Les claquements de langues reprirent. Quatre redoutables vinrent vers nous et nous poussèrent vers la sortie de la salle aux mille mots. Nous descendîmes l'escalier de l'arbre aux mortes dans un silence forcé et je vis Manata qui nous attendait, appuyée sur le tronc de l'arbre en contre-bas. Les cryptomanciennes nous laissèrent sous sa surveillance et la vieille nous ramena au temple du bouc. Manata nous y fit toutes rentrer et sans un mot, elle nous y enferma par un sort d'énergie. J'entendis un bruit sourd actionner la fermeture de la porte et la vieille nous lança à travers :

-"Je vous conseille de dormir. Demain, vous aurez une dure journée et assez de temps pour vous égorger..."

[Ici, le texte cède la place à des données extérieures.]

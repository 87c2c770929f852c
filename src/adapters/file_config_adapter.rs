//! INI file configuration adapter.

use crate::domain::error::EngineError;
use crate::ports::config_port::ConfigPort;
use configparser::ini::Ini;
use std::path::Path;

pub struct FileConfigAdapter {
    config: Ini,
}

impl FileConfigAdapter {
    pub fn from_file<P: AsRef<Path>>(path: P) -> Result<Self, EngineError> {
        let path = path.as_ref();
        let mut config = Ini::new();
        config.load(path).map_err(|reason| EngineError::ConfigParse {
            file: path.display().to_string(),
            reason,
        })?;
        Ok(Self { config })
    }

    pub fn from_string(content: &str) -> Result<Self, EngineError> {
        let mut config = Ini::new();
        config
            .read(content.to_string())
            .map_err(|reason| EngineError::ConfigParse {
                file: "<string>".to_string(),
                reason,
            })?;
        Ok(Self { config })
    }

    fn parse_bool(value: &str) -> Option<bool> {
        match value.trim().to_lowercase().as_str() {
            "true" | "yes" | "on" | "1" => Some(true),
            "false" | "no" | "off" | "0" => Some(false),
            _ => None,
        }
    }
}

impl ConfigPort for FileConfigAdapter {
    fn get_string(&self, section: &str, key: &str) -> Option<String> {
        self.config.get(section, key)
    }

    fn get_int(&self, section: &str, key: &str, default: i64) -> i64 {
        self.config
            .getint(section, key)
            .ok()
            .flatten()
            .unwrap_or(default)
    }

    fn get_double(&self, section: &str, key: &str, default: f64) -> f64 {
        self.config
            .getfloat(section, key)
            .ok()
            .flatten()
            .unwrap_or(default)
    }

    fn get_bool(&self, section: &str, key: &str, default: bool) -> bool {
        self.config
            .get(section, key)
            .as_ref()
            .and_then(|v| Self::parse_bool(v))
            .unwrap_or(default)
    }
}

Je cru qu'avant de fermer la porte, Manata m'avait lancé un regard moqueur mais la douleur me jouait sûrement des tours. Nous l'entendîmes s'éloigner avec un rire mauvais. J'avais prévu de me débarrasser de mon ennemie mais nous étions enfermés ensemble. Avec autant de témoins, je ne pouvais mener à bien mon projet de duel sans devoir toutes les anéantir. De plus, le flux insufflé par Hérodiade m'avait vidé de toutes mes forces. Je n'avais qu'une seule envie, c'était de m'enterrer pour reprendre de l'énergie. Erictho s'assit dans un coin et commença à se pincer les lèvres. Du sang jaillit de ses plaies et elle l'étala sur sa bouche noire. Elle nous scruta d'un regard mauvais et nous fit comprendre que demain, elle nous écraserait sans aucune pitié.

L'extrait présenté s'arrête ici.